Issues regarding the proper exercise of police powers, or lack thereof, are tearing at the fabric of our country. The issue of wrongful convictions is but one drop in a big melting pot that is now percolating.
Consider first the issue of the Arizona's recently enacted illegal immigration law. The people of Arizona have grown weary of the the serious crime they perceive as being perpetrated by illegal aliens. They therefore passed a law that, among other things, allows their law-enforcement authorities to demand papers from anyone they believe might be in this country illegally, assuming that person has been legally stopped, detained, or arrested.
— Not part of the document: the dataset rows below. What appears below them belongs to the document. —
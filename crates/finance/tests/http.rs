use std::sync::Arc;

use axum::Router;
use axum::body::Body;
use axum::http::header::{AUTHORIZATION, CACHE_CONTROL, CONTENT_TYPE};
use axum::http::{Request, StatusCode};
use finance::config::Config;
use finance::server::router;
use finance::store::SqliteLedgerStore;
use quotes::FixedQuoteProvider;
use rust_decimal_macros::dec;
use serde_json::{Value, json};
use tower::ServiceExt;

async fn app() -> Router {
    let config = Config::from_lookup(|key| match key {
        "API_KEY" => Some("test".to_string()),
        "JWT_SECRET" => Some("http-test-secret".to_string()),
        _ => None,
    })
    .unwrap();

    let store = Arc::new(SqliteLedgerStore::in_memory().await.unwrap());
    let quotes = Arc::new(FixedQuoteProvider::new().with_price("AAPL", "Apple Inc.", dec!(50)));
    router(finance::build_state(&config, store, quotes))
}

async fn call(app: &Router, req: Request<Body>) -> (StatusCode, Value) {
    let response = app.clone().oneshot(req).await.unwrap();
    let status = response.status();
    let bytes = axum::body::to_bytes(response.into_body(), usize::MAX)
        .await
        .unwrap();
    let body = if bytes.is_empty() {
        Value::Null
    } else {
        serde_json::from_slice(&bytes).unwrap()
    };
    (status, body)
}

fn post(uri: &str, token: Option<&str>, body: Value) -> Request<Body> {
    let mut builder = Request::builder()
        .method("POST")
        .uri(uri)
        .header(CONTENT_TYPE, "application/json");
    if let Some(token) = token {
        builder = builder.header(AUTHORIZATION, format!("Bearer {}", token));
    }
    builder.body(Body::from(body.to_string())).unwrap()
}

fn get(uri: &str, token: Option<&str>) -> Request<Body> {
    let mut builder = Request::builder().uri(uri);
    if let Some(token) = token {
        builder = builder.header(AUTHORIZATION, format!("Bearer {}", token));
    }
    builder.body(Body::empty()).unwrap()
}

async fn register_and_login(app: &Router) -> String {
    let (status, _) = call(
        app,
        post(
            "/register",
            None,
            json!({ "username": "alice", "password": "Passw0rd!", "confirmation": "Passw0rd!" }),
        ),
    )
    .await;
    assert_eq!(status, StatusCode::CREATED);

    let (status, body) = call(
        app,
        post(
            "/login",
            None,
            json!({ "username": "alice", "password": "Passw0rd!" }),
        ),
    )
    .await;
    assert_eq!(status, StatusCode::OK);
    body["token"].as_str().unwrap().to_string()
}

#[tokio::test]
async fn test_health_sets_no_cache_headers() {
    let app = app().await;
    let response = app.clone().oneshot(get("/health", None)).await.unwrap();

    assert_eq!(response.status(), StatusCode::OK);
    assert_eq!(
        response.headers().get(CACHE_CONTROL).unwrap(),
        "no-cache, no-store, must-revalidate"
    );
}

#[tokio::test]
async fn test_trading_requires_token() {
    let app = app().await;

    let (status, body) = call(
        &app,
        post("/buy", None, json!({ "symbol": "AAPL", "shares": 1 })),
    )
    .await;
    assert_eq!(status, StatusCode::UNAUTHORIZED);
    assert_eq!(body["error"], "Unauthorized");

    let (status, _) = call(&app, get("/portfolio", Some("not-a-token"))).await;
    assert_eq!(status, StatusCode::UNAUTHORIZED);
}

#[tokio::test]
async fn test_register_validation() {
    let app = app().await;
    register_and_login(&app).await;

    let (status, body) = call(
        &app,
        post(
            "/register",
            None,
            json!({ "username": "alice", "password": "Passw0rd!", "confirmation": "Passw0rd!" }),
        ),
    )
    .await;
    assert_eq!(status, StatusCode::BAD_REQUEST);
    assert_eq!(body["error"], "UsernameTaken");

    let (status, body) = call(
        &app,
        post(
            "/register",
            None,
            json!({ "username": "bob", "password": "password", "confirmation": "password" }),
        ),
    )
    .await;
    assert_eq!(status, StatusCode::BAD_REQUEST);
    assert_eq!(body["error"], "WeakPassword");

    let (status, body) = call(
        &app,
        post(
            "/login",
            None,
            json!({ "username": "alice", "password": "Wrong0ne!" }),
        ),
    )
    .await;
    assert_eq!(status, StatusCode::FORBIDDEN);
    assert_eq!(body["error"], "InvalidCredentials");
}

#[tokio::test]
async fn test_buy_portfolio_history_flow() {
    let app = app().await;
    let token = register_and_login(&app).await;

    let (status, body) = call(&app, get("/quote/aapl", Some(&token))).await;
    assert_eq!(status, StatusCode::OK);
    assert_eq!(body["symbol"], "AAPL");
    assert_eq!(body["price"], "50");

    let (status, body) = call(
        &app,
        post("/buy", Some(&token), json!({ "symbol": "aapl", "shares": 10 })),
    )
    .await;
    assert_eq!(status, StatusCode::OK);
    assert_eq!(body["cash_after"], "9500");
    assert_eq!(body["shares_held"], 10);

    let (status, body) = call(
        &app,
        post("/sell", Some(&token), json!({ "symbol": "AAPL", "shares": 11 })),
    )
    .await;
    assert_eq!(status, StatusCode::BAD_REQUEST);
    assert_eq!(body["error"], "InsufficientShares");

    let (status, body) = call(
        &app,
        post("/buy", Some(&token), json!({ "symbol": "AAPL" })),
    )
    .await;
    assert_eq!(status, StatusCode::BAD_REQUEST);
    assert_eq!(body["error"], "InvalidInput");

    let (status, body) = call(&app, get("/portfolio", Some(&token))).await;
    assert_eq!(status, StatusCode::OK);
    assert_eq!(body["cash"], "9500");
    assert_eq!(body["total"], "10000");
    assert_eq!(body["holdings"][0]["symbol"], "AAPL");
    assert_eq!(body["holdings"][0]["stale"], false);

    let (status, body) = call(&app, get("/history", Some(&token))).await;
    assert_eq!(status, StatusCode::OK);
    let entries = body.as_array().unwrap();
    assert_eq!(entries.len(), 1);
    assert_eq!(entries[0]["status"], "buy");
    assert_eq!(entries[0]["share_count"], 10);
}

#[tokio::test]
async fn test_unknown_symbol_quote() {
    let app = app().await;
    let token = register_and_login(&app).await;

    let (status, body) = call(&app, get("/quote/ZZZZ", Some(&token))).await;
    assert_eq!(status, StatusCode::BAD_REQUEST);
    assert_eq!(body["error"], "UnknownSymbol");
}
They claim the law will allow them to enforce, at the state level, federal laws already on the books but largely ignored.
At the most recent White House Correspondents' Dinner, President Obama took a shot at Arizona for their new law, and everyone had a good laugh. Everyone except those people who live in Arizona. Instead of laughing, they prepared the following video. It's short, but powerful. Give it a watch, then we'll continue speaking.
I'm sympathetic with those people in Arizona whose lives and safety are so seriously threatened. I also disapprove of this President's penchant to mock or vilify Americans who disagree with him. It is unworthy of the office he holds.
On the other hand, I despise the thought that (some) people in Arizona (depending upon what they look like) will be required to produce their "papers" on demand (even if they are citizens) or face detention. I have no doubt that serious abuses will follow.
It's time to consider the second video making the blogospheric rounds. This one is from Missouri. You must watch this video. It's unpleasant, and it's disturbing, but you must watch this video if you are to understand what is happening routinely in America today. It follows a swat team into the home of a person suspected of having marijuana in his house. The behavior documented in this video is one of the reasons I know authorities in Arizona will abuse the broad new power recently granted to them.
For those of you not familiar with the terrifying and threatening appearance of a corgi, I've added the photo at the right. This is the type of creature that threatened the fully-armored swat team so severely that it became necessary to shoot it, from one to three times, in front of the children.
Radley Balko is all over this story, as he is all over so many stories of police-state abuse.
"This is the blunt-end result of all the war imagery and militaristic rhetoric politicians have been spewing for the last 30 years—cops dressed like soldiers, barreling through the front door middle of the night, slaughtering the family pets, filling the house with bullets in the presence of children, then having the audacity to charge the parents with endangering their own kid. There are 100-150 of these raids every day in America, the vast, vast majority like this one, to serve a warrant for a consensual crime."
Finally, the third video. It's only thirty seconds long, but it packs thirty minutes worth of creepiness into it. It's brought to you by the folks running the State of Pennsylvania.
We have always wrestled with the proper balance between the power we grant the State and the liberty we preserve for ourselves. We have been slowly, maybe not so slowly, granting the State more and more power.
Please consider the following question. Have we reached the point where we now have more to fear from the State than from the criminals we hoped it would control?